First, here's a few time saving tips that everyone learns when they're new to machine polishing.

1. Never turn the polisher on until the face of the buffing pad is in contact with the surface of the paint.

2. Never lift the buffing pad off the surface until you have turned the polisher off.

Like this,
polish-2.gif


If you do either of the above, especially if you lift the buffing pad off the surface before the pad slows down after you’ve been buffing for a while and your pad is now wet with product, you’ll throw product splatter all over the car as well as yourself and anyone and anything nearby.

Next you'll put the polisher down and spend the next hour or so doing your best to wipe off a zillion little dots of product splatter off adjacent panels and everything else surrounding the buffer.

Most people make this mistake once, then after experiencing what a pain it is to remove all the small dots of splatter not to mention all the time it requires, then most people will never make this mistake again. So try to make it a habit to turn the polisher off and allow the buffing pad to slow down before lifting the polisher off the surface.

Now that we've covered this common mistake that everyone makes at some time or another when learning to use a DA Polisher, let's take a look at how to actually use the polisher to remove below surface paint defects first. After that we'll take a look at using the polisher to apply a wax or paint sealant and then to remove the dried wax or paint sealant.

Note; these techniques apply to your doing your Test Spot as well as all the sections you're going to break the panels of your car up into as you work around it.

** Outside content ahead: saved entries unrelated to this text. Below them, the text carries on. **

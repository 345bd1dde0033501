//! Ordered multi-subscriber event bus over `tokio::sync::broadcast`

use chrono::Utc;
use parking_lot::Mutex;
use std::sync::Arc;
use tokio::sync::broadcast;
use tracing::{debug, warn};

use super::{Event, EventKind};
use crate::models::constants::DEFAULT_EVENT_CAPACITY;

type Filter = Arc<dyn Fn(&Event) -> bool + Send + Sync>;

struct BusInner {
    sender: broadcast::Sender<Event>,
    /// Last assigned sequence number; held while sending so publish order equals seq order
    seq: Mutex<u64>,
}

/// Cloneable handle to the event channel.
///
/// Every subscriber sees events in publish order. Publishing never blocks and
/// never fails: events sent while nobody is subscribed are dropped.
#[derive(Clone)]
pub struct EventBus {
    inner: Arc<BusInner>,
}

impl Default for EventBus {
    fn default() -> Self {
        Self::new(DEFAULT_EVENT_CAPACITY)
    }
}

impl std::fmt::Debug for EventBus {
    fn fmt(&self, f: &mut std::fmt::Formatter<'_>) -> std::fmt::Result {
        f.debug_struct("EventBus")
            .field("last_seq", &self.last_seq())
            .field("subscribers", &self.inner.sender.receiver_count())
            .finish()
    }
}

impl EventBus {
    pub fn new(capacity: usize) -> Self {
        let (sender, _) = broadcast::channel(capacity.max(1));
        Self {
            inner: Arc::new(BusInner {
                sender,
                seq: Mutex::new(0),
            }),
        }
    }

    /// Stamp and publish an event, returning the stamped envelope
    pub fn publish(&self, kind: EventKind) -> Event {
        let mut seq = self.inner.seq.lock();
        *seq += 1;
        let event = Event {
            seq: *seq,
            timestamp: Utc::now(),
            kind,
        };
        debug!(seq = event.seq, event = event.name(), node_id = ?event.node_id(), "publish");
        // No receivers is not an error
        let _ = self.inner.sender.send(event.clone());
        event
    }

    /// Sequence number of the most recently published event (0 before any)
    pub fn last_seq(&self) -> u64 {
        *self.inner.seq.lock()
    }

    /// Continue numbering after a restored snapshot
    pub fn advance_seq_to(&self, seq: u64) {
        let mut current = self.inner.seq.lock();
        if seq > *current {
            *current = seq;
        }
    }

    pub fn subscriber_count(&self) -> usize {
        self.inner.sender.receiver_count()
    }

    /// Receive every event published from now on
    pub fn subscribe(&self) -> Subscription {
        Subscription {
            rx: self.inner.sender.subscribe(),
            filter: None,
        }
    }

    /// Receive only events matching `filter`, still in publish order
    pub fn subscribe_filtered<F>(&self, filter: F) -> Subscription
    where
        F: Fn(&Event) -> bool + Send + Sync + 'static,
    {
        Subscription {
            rx: self.inner.sender.subscribe(),
            filter: Some(Arc::new(filter)),
        }
    }
}

/// Ordered stream of events for one subscriber
pub struct Subscription {
    rx: broadcast::Receiver<Event>,
    filter: Option<Filter>,
}

impl Subscription {
    fn accepts(&self, event: &Event) -> bool {
        self.filter.as_ref().map_or(true, |f| f(event))
    }

    /// Wait for the next matching event. Returns `None` once the bus is gone.
    pub async fn recv(&mut self) -> Option<Event> {
        loop {
            match self.rx.recv().await {
                Ok(event) if self.accepts(&event) => return Some(event),
                Ok(_) => continue,
                Err(broadcast::error::RecvError::Lagged(skipped)) => {
                    warn!(skipped, "event subscriber lagged; events were dropped");
                }
                Err(broadcast::error::RecvError::Closed) => return None,
            }
        }
    }

    /// Next matching event if one is already queued
    pub fn try_recv(&mut self) -> Option<Event> {
        loop {
            match self.rx.try_recv() {
                Ok(event) if self.accepts(&event) => return Some(event),
                Ok(_) => continue,
                Err(broadcast::error::TryRecvError::Lagged(skipped)) => {
                    warn!(skipped, "event subscriber lagged; events were dropped");
                }
                Err(_) => return None,
            }
        }
    }

    /// Drain everything currently queued
    pub fn drain(&mut self) -> Vec<Event> {
        std::iter::from_fn(|| self.try_recv()).collect()
    }
}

Correction work – Using the PC7424XP to remove below surface defects
  • Work small sections at a time
  • Make overlapping passes as you work the panel
  • Use a slow arm speed
  • Use the 5.0 to 6.0 Speed setting when removing below surface defects
  • Apply firm downward pressure
  • Don't over use or under use your choice of compound or polish
  • Hold the pad flat to the surface
  • Clean your pad often
  • Remove spent residue before adding fresh product

thumbsup.gif
 
Wow! Thank you for the very thorough and informative responses. Just a couple more questions if I may:

1. Are 4-6 section passes generally the amount you want to use with a test spot? I'm sure this is not a hard rule, but does this rule of thumb also apply after the test spot?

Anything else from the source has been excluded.